» **DESCRIPTION OF THE TASK**: Please give every entry again, exactly as it reads.

Stored data entries
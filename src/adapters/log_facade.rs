//! Bridge from the `log` crate facade

use crate::core::{Caller, Context, Field, Level, Logger, Record};
use std::borrow::Cow;

/// A `log::Log` implementation that forwards to a [`Logger`].
///
/// Each `log` record keeps its target as a `target` field, and its file and
/// line become the caller when the logger reports callers.
#[derive(Debug, Clone)]
pub struct LogFacade {
    logger: Logger,
}

impl LogFacade {
    pub fn new(logger: Logger) -> Self {
        Self { logger }
    }

    /// Register as the global `log` logger.
    ///
    /// The `log` max level is opened fully so that later
    /// [`set_level`](Logger::set_level) calls take effect.
    pub fn install(self) -> Result<(), log::SetLoggerError> {
        log::set_boxed_logger(Box::new(self))?;
        log::set_max_level(log::LevelFilter::Trace);
        Ok(())
    }
}

fn map_level(level: log::Level) -> Level {
    match level {
        log::Level::Error => Level::Error,
        log::Level::Warn => Level::Warn,
        log::Level::Info => Level::Info,
        log::Level::Debug => Level::Debug,
        log::Level::Trace => Level::Trace,
    }
}

fn caller(record: &log::Record<'_>) -> Option<Caller> {
    let line = record.line()?;
    let file = match record.file_static() {
        Some(file) => Cow::Borrowed(file),
        None => Cow::Owned(record.file()?.to_string()),
    };
    Some(Caller::new(file, line))
}

impl log::Log for LogFacade {
    fn enabled(&self, metadata: &log::Metadata<'_>) -> bool {
        self.logger.enabled(map_level(metadata.level()))
    }

    fn log(&self, record: &log::Record<'_>) {
        let level = map_level(record.level());
        if !self.logger.enabled(level) {
            return;
        }

        let converted = Record::new(level, record.args().to_string())
            .with_fields(vec![Field::new("target", record.target())])
            .with_caller(caller(record));
        self.logger.log_record(&Context::background(), converted);
    }

    fn flush(&self) {}
}
//! Logging macros for ergonomic log message formatting.
//!
//! The macros format like `format!` and accept trailing `key => value`
//! fields after a `;`. Neither the message nor the fields are evaluated when
//! the level is disabled.
//!
//! # Examples
//!
//! ```
//! use logkit::prelude::*;
//! use logkit::info;
//!
//! let logger = Logger::nop();
//!
//! // Basic logging
//! info!(logger, "Server started");
//!
//! // With format arguments
//! let port = 8080;
//! info!(logger, "Server listening on port {}", port);
//!
//! // With fields
//! let user_id = 42;
//! info!(logger, "User logged in"; "user_id" => user_id, "action" => "login");
//! ```

/// Log a message at an explicit level.
///
/// # Examples
///
/// ```
/// # use logkit::prelude::*;
/// # let logger = Logger::nop();
/// use logkit::log;
/// log!(logger, Level::Info, "Simple message");
/// log!(logger, Level::Error, "Error code: {}", 500);
/// log!(logger, Level::Warn, "Slow query"; "elapsed_ms" => 1200);
/// ```
#[macro_export]
macro_rules! log {
    ($logger:expr, $level:expr, $fmt:literal $(, $arg:expr)* $(; $($key:expr => $value:expr),+)?) => {{
        let logger = &$logger;
        let level = $level;
        if logger.enabled(level) {
            logger.log(
                level,
                format!($fmt $(, $arg)*),
                &[$($($crate::core::Field::new($key, $value)),+)?],
            );
        }
    }};
}

/// Log a trace-level message.
///
/// # Examples
///
/// ```
/// # use logkit::prelude::*;
/// # let logger = Logger::nop();
/// use logkit::trace;
/// trace!(logger, "Entering function: calculate()");
/// trace!(logger, "Variable value: {}", 42);
/// ```
#[macro_export]
macro_rules! trace {
    ($logger:expr, $($arg:tt)+) => {
        $crate::log!($logger, $crate::core::Level::Trace, $($arg)+)
    };
}

/// Log a debug-level message.
#[macro_export]
macro_rules! debug {
    ($logger:expr, $($arg:tt)+) => {
        $crate::log!($logger, $crate::core::Level::Debug, $($arg)+)
    };
}

/// Log an info-level message.
#[macro_export]
macro_rules! info {
    ($logger:expr, $($arg:tt)+) => {
        $crate::log!($logger, $crate::core::Level::Info, $($arg)+)
    };
}

/// Log a warning-level message.
///
/// # Examples
///
/// ```
/// # use logkit::prelude::*;
/// # let logger = Logger::nop();
/// use logkit::warn;
/// warn!(logger, "Low disk space");
/// warn!(logger, "Retry attempt {} of {}", 3, 5; "host" => "db-1");
/// ```
#[macro_export]
macro_rules! warn {
    ($logger:expr, $($arg:tt)+) => {
        $crate::log!($logger, $crate::core::Level::Warn, $($arg)+)
    };
}

/// Log an error-level message.
#[macro_export]
macro_rules! error {
    ($logger:expr, $($arg:tt)+) => {
        $crate::log!($logger, $crate::core::Level::Error, $($arg)+)
    };
}

/// Log a fatal-level message, then run the logger's exit hook.
///
/// The exit hook runs even when Fatal is disabled; the message and fields
/// are then left unevaluated.
#[macro_export]
macro_rules! fatal {
    ($logger:expr, $fmt:literal $(, $arg:expr)* $(; $($key:expr => $value:expr),+)?) => {{
        let logger = &$logger;
        if logger.enabled($crate::core::Level::Fatal) {
            logger.fatal(
                format!($fmt $(, $arg)*),
                &[$($($crate::core::Field::new($key, $value)),+)?],
            );
        } else {
            logger.fatal(String::new(), &[]);
        }
    }};
}
//! Helpers shared by unit tests

use parking_lot::Mutex;
use std::io::{self, Write};
use std::sync::Arc;

/// In-memory sink; clones share the same bytes.
#[derive(Clone, Default)]
pub(crate) struct Buffer(Arc<Mutex<Vec<u8>>>);

impl Buffer {
    pub(crate) fn contents(&self) -> String {
        String::from_utf8_lossy(&self.0.lock()).to_string()
    }

    pub(crate) fn is_empty(&self) -> bool {
        self.0.lock().is_empty()
    }
}

impl Write for Buffer {
    fn write(&mut self, buf: &[u8]) -> io::Result<usize> {
        self.0.lock().extend_from_slice(buf);
        Ok(buf.len())
    }

    fn flush(&mut self) -> io::Result<()> {
        Ok(())
    }
}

» **SOLUTION TO THIS TASK**:
filename src/adapters/log_facade.rs
//! Bridge from the `log` crate facade

use crate::core::{Caller, Context, Field, Level, Logger, Record};
use std::borrow::Cow;

/// A `log::Log` implementation that forwards to a [`Logger`].
///
/// Each `log` record keeps its target as a `target` field, and its file and
/// line become the caller when the logger reports callers.
#[derive(Debug, Clone)]
pub struct LogFacade {
    logger: Logger,
}

impl LogFacade {
    pub fn new(logger: Logger) -> Self {
        Self { logger }
    }

    /// Register as the global `log` logger.
    ///
    /// The `log` max level is opened fully so that later
    /// [`set_level`](Logger::set_level) calls take effect.
    pub fn install(self) -> Result<(), log::SetLoggerError> {
        log::set_boxed_logger(Box::new(self))?;
        log::set_max_level(log::LevelFilter::Trace);
        Ok(())
    }
}

fn map_level(level: log::Level) -> Level {
    match level {
        log::Level::Error => Level::Error,
        log::Level::Warn => Level::Warn,
        log::Level::Info => Level::Info,
        log::Level::Debug => Level::Debug,
        log::Level::Trace => Level::Trace,
    }
}

fn caller(record: &log::Record<'_>) -> Option<Caller> {
    let line = record.line()?;
    let file = match record.file_static() {
        Some(file) => Cow::Borrowed(file),
        None => Cow::Owned(record.file()?.to_string()),
    };
    Some(Caller::new(file, line))
}

impl log::Log for LogFacade {
    fn enabled(&self, metadata: &log::Metadata<'_>) -> bool {
        self.logger.enabled(map_level(metadata.level()))
    }

    fn log(&self, record: &log::Record<'_>) {
        let level = map_level(record.level());
        if !self.logger.enabled(level) {
            return;
        }

        let converted = Record::new(level, record.args().to_string())
            .with_fields(vec![Field::new("target", record.target())])
            .with_caller(caller(record));
        self.logger.log_record(&Context::background(), converted);
    }

    fn flush(&self) {}
}
//! Logging macros for ergonomic log message formatting.
//!
//! The macros format like `format!` and accept trailing `key => value`
//! fields after a `;`. Neither the message nor the fields are evaluated when
//! the level is disabled.
//!
//! # Examples
//!
//! ```
//! use logkit::prelude::*;
//! use logkit::info;
//!
//! let logger = Logger::nop();
//!
//! // Basic logging
//! info!(logger, "Server started");
//!
//! // With format arguments
//! let port = 8080;
//! info!(logger, "Server listening on port {}", port);
//!
//! // With fields
//! let user_id = 42;
//! info!(logger, "User logged in"; "user_id" => user_id, "action" => "login");
//! ```

/// Log a message at an explicit level.
///
/// # Examples
///
/// ```
/// # use logkit::prelude::*;
/// # let logger = Logger::nop();
/// use logkit::log;
/// log!(logger, Level::Info, "Simple message");
/// log!(logger, Level::Error, "Error code: {}", 500);
/// log!(logger, Level::Warn, "Slow query"; "elapsed_ms" => 1200);
/// ```
#[macro_export]
macro_rules! log {
    ($logger:expr, $level:expr, $fmt:literal $(, $arg:expr)* $(; $($key:expr => $value:expr),+)?) => {{
        let logger = &$logger;
        let level = $level;
        if logger.enabled(level) {
            logger.log(
                level,
                format!($fmt $(, $arg)*),
                &[$($($crate::core::Field::new($key, $value)),+)?],
            );
        }
    }};
}

/// Log a trace-level message.
///
/// # Examples
///
/// ```
/// # use logkit::prelude::*;
/// # let logger = Logger::nop();
/// use logkit::trace;
/// trace!(logger, "Entering function: calculate()");
/// trace!(logger, "Variable value: {}", 42);
/// ```
#[macro_export]
macro_rules! trace {
    ($logger:expr, $($arg:tt)+) => {
        $crate::log!($logger, $crate::core::Level::Trace, $($arg)+)
    };
}

/// Log a debug-level message.
#[macro_export]
macro_rules! debug {
    ($logger:expr, $($arg:tt)+) => {
        $crate::log!($logger, $crate::core::Level::Debug, $($arg)+)
    };
}

/// Log an info-level message.
#[macro_export]
macro_rules! info {
    ($logger:expr, $($arg:tt)+) => {
        $crate::log!($logger, $crate::core::Level::Info, $($arg)+)
    };
}

/// Log a warning-level message.
///
/// # Examples
///
/// ```
/// # use logkit::prelude::*;
/// # let logger = Logger::nop();
/// use logkit::warn;
/// warn!(logger, "Low disk space");
/// warn!(logger, "Retry attempt {} of {}", 3, 5; "host" => "db-1");
/// ```
#[macro_export]
macro_rules! warn {
    ($logger:expr, $($arg:tt)+) => {
        $crate::log!($logger, $crate::core::Level::Warn, $($arg)+)
    };
}

/// Log an error-level message.
#[macro_export]
macro_rules! error {
    ($logger:expr, $($arg:tt)+) => {
        $crate::log!($logger, $crate::core::Level::Error, $($arg)+)
    };
}

/// Log a fatal-level message, then run the logger's exit hook.
///
/// The exit hook runs even when Fatal is disabled; the message and fields
/// are then left unevaluated.
#[macro_export]
macro_rules! fatal {
    ($logger:expr, $fmt:literal $(, $arg:expr)* $(; $($key:expr => $value:expr),+)?) => {{
        let logger = &$logger;
        if logger.enabled($crate::core::Level::Fatal) {
            logger.fatal(
                format!($fmt $(, $arg)*),
                &[$($($crate::core::Field::new($key, $value)),+)?],
            );
        } else {
            logger.fatal(String::new(), &[]);
        }
    }};
}
//! Helpers shared by unit tests

use parking_lot::Mutex;
use std::io::{self, Write};
use std::sync::Arc;

/// In-memory sink; clones share the same bytes.
#[derive(Clone, Default)]
pub(crate) struct Buffer(Arc<Mutex<Vec<u8>>>);

impl Buffer {
    pub(crate) fn contents(&self) -> String {
        String::from_utf8_lossy(&self.0.lock()).to_string()
    }

    pub(crate) fn is_empty(&self) -> bool {
        self.0.lock().is_empty()
    }
}

impl Write for Buffer {
    fn write(&mut self, buf: &[u8]) -> io::Result<usize> {
        self.0.lock().extend_from_slice(buf);
        Ok(buf.len())
    }

    fn flush(&mut self) -> io::Result<()> {
        Ok(())
    }
}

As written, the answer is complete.